因此,很快高宗身邊所有侍奉的宦者、宮人;都被趕了出去。外殿等候招傳的醫官、起居郎和侍御學士,也奉命退出了豐安殿。只留下高宗父子數人,泣不成聲的圍繞在病榻前逐一把手囑咐交代。
最后,高宗又命其他人暫且退到外殿,將太子李弘單獨留下來,強打著最后一點精神,又交代了一點什么;這才將外間人等重新喚了進來,公開宣布了什么,讓所有人都對著太子李弘,進行朝拜。
因此同時,躲在高處暗中觀察的江畋,也看見了小跑著奔走過外圍宮墻下的羽林軍,以及成群精壯異于常人的跨刀宦者,開始搜查宮室內外的每一個角落;并且開始將太子李弘帶來的人隱隱包圍。
但是最后,太子李弘隨著敞開的殿門,安然無恙走了出來之后;這些聚集起來的跨刀宦者和羽林宿衛,卻又在某種無形的指令下,如同嘩嘩退卻的潮水一般悄然消散而去,就恍然從未出現過一般。
滿臉悲呦和沉痛表情的太子李弘,卻像是沉浸在某種難以自拔的情緒中,不管不顧的徑直向外走出了很長一段距離;也逐漸遠離了上陽苑豐安殿內外,諸多目光灼灼的注視和熱切的眾所矚目之后。
隨著耳中響起某種隱約的聲音,他冷不防抬頭望向高聳的宮墻;見到了一雙在黑暗中閃爍而過的眸子;這才在緩緩搖曳前行的抬輿上,大大的松下了繃緊表情,長長出了一口氣,仰倒在了靠背上。
他就像是這么閉目小憩一般,任由抬輿一路穿過上陽苑的洛西門,前朝的長樂門、應天門、明德門前的大街;一直到了太子的行駕,進入了東宮所在的重光門之后,才像驟然醒來一般的擺了擺手。
隨后,暗中匯聚在各處門樓,在殿閣內待命的東宮衛隊,也在無形的號令聲中,交還甲仗解散歸建。

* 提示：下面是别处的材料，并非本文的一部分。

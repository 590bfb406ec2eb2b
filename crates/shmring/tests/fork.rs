//! Cross-process behaviour: queues and buffers shared over `fork`.

use std::time::Duration;

use shmring::{SharedBuffer, SharedQueue};

/// Fork a child running `f`; the child never returns to the test harness.
fn fork_child<F: FnOnce()>(f: F) -> libc::pid_t {
    let _ = env_logger::builder().is_test(true).try_init();
    // SAFETY: the child only touches fork-inherited queue handles and
    // libc calls, then exits without unwinding into the parent's state.
    let pid = unsafe { libc::fork() };
    assert!(pid >= 0, "fork failed");
    if pid == 0 {
        let outcome = std::panic::catch_unwind(std::panic::AssertUnwindSafe(f));
        unsafe { libc::_exit(if outcome.is_ok() { 0 } else { 101 }) };
    }
    pid
}

fn wait_for(pid: libc::pid_t) {
    let mut status = 0;
    // SAFETY: pid is a child of this process.
    let rc = unsafe { libc::waitpid(pid, &mut status, 0) };
    assert_eq!(rc, pid);
    assert!(libc::WIFEXITED(status) && libc::WEXITSTATUS(status) == 0, "child failed");
}

#[test]
fn queue_crosses_process_boundary() {
    let requests = SharedQueue::new(64, 8).unwrap();
    let replies = SharedQueue::new(64, 8).unwrap();

    let pid = fork_child(|| {
        loop {
            let msg = {
                let slot = requests.get_direct(true, Some(Duration::from_secs(10))).unwrap();
                slot.bytes().to_vec()
            };
            if msg == b"quit" {
                break;
            }
            let mut reply = msg;
            reply.reverse();
            replies.put(&reply, true, None).unwrap();
        }
    });

    requests.put(b"abc", true, None).unwrap();
    requests.put(b"12345", true, None).unwrap();
    assert_eq!(
        replies.get_direct(true, Some(Duration::from_secs(10))).unwrap().bytes(),
        b"cba"
    );
    assert_eq!(
        replies.get_direct(true, Some(Duration::from_secs(10))).unwrap().bytes(),
        b"54321"
    );

    requests.put(b"quit", true, None).unwrap();
    wait_for(pid);
}

#[test]
fn named_buffer_attaches_from_child() {
    let buf = SharedBuffer::create(32).unwrap();
    buf.get_direct().unwrap().as_mut_slice()[..5].copy_from_slice(b"ready");

    let done = SharedQueue::new(16, 2).unwrap();
    let name = buf.name().to_owned();

    let pid = fork_child(|| {
        let attached = SharedBuffer::open(&name, 32).unwrap();
        let seen = {
            let guard = attached.get_direct().unwrap();
            guard.as_slice()[..5].to_vec()
        };
        done.put(&seen, true, None).unwrap();
        // Wait for the master to unlink, then report the flag flip.
        while !attached.is_unlinked() {
            std::thread::sleep(Duration::from_millis(5));
        }
        done.put(b"unlinked", true, None).unwrap();
    });

    assert_eq!(
        done.get_direct(true, Some(Duration::from_secs(10))).unwrap().bytes(),
        b"ready"
    );
    buf.close();
    assert_eq!(
        done.get_direct(true, Some(Duration::from_secs(10))).unwrap().bytes(),
        b"unlinked"
    );
    wait_for(pid);
}
#[cfg(test)]
mod tests {
    use super::*;
    use tempfile::TempDir;

    fn i64_bytes(values: &[i64]) -> Vec<u8> {
        values.iter().flat_map(|v| v.to_ne_bytes()).collect()
    }

    fn build_fixture(dir: &TempDir) -> PathBuf {
        let path = dir.path().join("fixture.ptc");
        let array: Vec<i64> = (0..60).collect();

        let row_type = DType::Compound(vec![
            Field {
                name: "a".into(),
                dtype: ScalarKind::Int64.into(),
                shape: vec![],
            },
            Field {
                name: "b".into(),
                dtype: ScalarKind::Float64.into(),
                shape: vec![],
            },
        ]);
        let mut table = Vec::new();
        for i in 0..10i64 {
            table.extend_from_slice(&i.to_ne_bytes());
            table.extend_from_slice(&(f64::from(9 - i as i32)).to_ne_bytes());
        }

        let mut builder = ColFileBuilder::new();
        builder
            .add_array("/ints", ScalarKind::Int64, &[20, 3], &i64_bytes(&array))
            .unwrap()
            .add_table("/rows", &row_type, 10, &table, &["b"])
            .unwrap()
            .write(&path)
            .unwrap();
        path
    }

    #[test]
    fn read_slices_and_rows() {
        let dir = TempDir::new().unwrap();
        let path = build_fixture(&dir);
        let mut file = ColFile::open(&path, &()).unwrap();
        let mut node = file.node("/ints").unwrap();

        assert_eq!(node.shape(), &[20, 3]);
        let slab = node.read(Some(2), Some(4), None, None).unwrap();
        assert_eq!(slab.shape(), &[2, 3]);
        assert_eq!(slab.to_vec::<i64>().unwrap(), vec![6, 7, 8, 9, 10, 11]);

        let strided = node.read(Some(0), Some(6), Some(2), None).unwrap();
        assert_eq!(strided.shape(), &[3, 3]);
        assert_eq!(strided.to_vec::<i64>().unwrap(), vec![0, 1, 2, 6, 7, 8, 12, 13, 14]);
    }

    #[test]
    fn read_into_matches_read() {
        let dir = TempDir::new().unwrap();
        let path = build_fixture(&dir);
        let mut file = ColFile::open(&path, &()).unwrap();
        let mut node = file.node("/ints").unwrap();

        let direct = node.read(Some(5), Some(9), None, None).unwrap();
        let mut buf = vec![0u8; direct.nbytes()];
        node.read_into(Some(5), Some(9), None, None, &mut buf).unwrap();
        assert_eq!(buf, direct.data());
    }

    #[test]
    fn table_columns_and_coordinates() {
        let dir = TempDir::new().unwrap();
        let path = build_fixture(&dir);
        let mut file = ColFile::open(&path, &()).unwrap();
        let mut node = file.node("/rows").unwrap();

        assert!(node.is_table());
        let a = node.col("a").unwrap();
        assert_eq!(a.to_vec::<i64>().unwrap(), (0..10).collect::<Vec<_>>());

        let picked = node.read_coordinates(&[9, 0, 3], Some("a")).unwrap();
        assert_eq!(picked.to_vec::<i64>().unwrap(), vec![9, 0, 3]);
    }

    #[test]
    fn sorted_reads_follow_the_index() {
        let dir = TempDir::new().unwrap();
        let path = build_fixture(&dir);
        let mut file = ColFile::open(&path, &()).unwrap();
        let mut node = file.node("/rows").unwrap();

        // Column b holds 9, 8, ..., 0; sorted order reverses the rows.
        let sorted = node.read_sorted("b", true, Some("a"), None, None, None).unwrap();
        assert_eq!(sorted.to_vec::<i64>().unwrap(), (0..10).rev().collect::<Vec<_>>());

        assert!(node
            .read_sorted("a", true, None, None, None, None)
            .is_err());
    }

    #[test]
    fn where_filters_rows() {
        let dir = TempDir::new().unwrap();
        let path = build_fixture(&dir);
        let mut file = ColFile::open(&path, &()).unwrap();
        let mut node = file.node("/rows").unwrap();

        let hits = node
            .read_where(
                "a >= x",
                &[("x".into(), ScalarValue::Int64(7))],
                None,
                None,
                None,
            )
            .unwrap();
        assert_eq!(hits.field("a").unwrap().to_vec::<i64>().unwrap(), vec![7, 8, 9]);

        let none = node
            .read_where("b > 100", &[], None, None, None)
            .unwrap();
        assert_eq!(none.len(), 0);
    }
}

但太子李弘卻沒有回到光天殿的臨時內朝,或是前往奉政樓繼續處理公務,或是前去寢殿小休。
而是在左右的攙扶之下,主動踏上了東宮中位置最高,視野最好的飛鸞閣頂層。在這里,可以清晰眺望到重重宮墻背后,天光普照下的大部分皇城景致;比如東宮以西的飛香殿、文思殿、莊敬殿。
又比如東面的東夾城內,左右尚書省,少府監、軍器監、大理寺;太常寺、光祿寺、司農寺的所在;而在北面則是風景如畫的陶光園;嬪妃、內命婦停居的曜儀城;宮人、女官和奴婢聚居的圓壁城。
東北角還有大名鼎鼎的天下第一倉,自前朝沿用至今的巨型倉儲地——含嘉倉城;直接通過多條水運河渠上的碼頭,聯通著來自黃河、淮水、濟水、汴河的水運,日夜不絕的漕船往來亦為東都一景。
更關鍵的是周圍空曠、一覽無遺,只要把守好了下方,就不虞有人窺探和竊聽私密;也成為太子李弘日常躲清靜,或是私下宣泄情緒一二的所在。當然了,這種程度的防備與警戒,攔不住江畋來去。
“多謝貍生,暗中監護一二。”太子李弘看著落在闌干上的貓咪,不由苦笑道:“可是父皇此番,又提出退位居養了,并且命我宣誓對兄弟手足、天家骨肉厚待如初,還要繼續尊奉天后臨朝輔政。”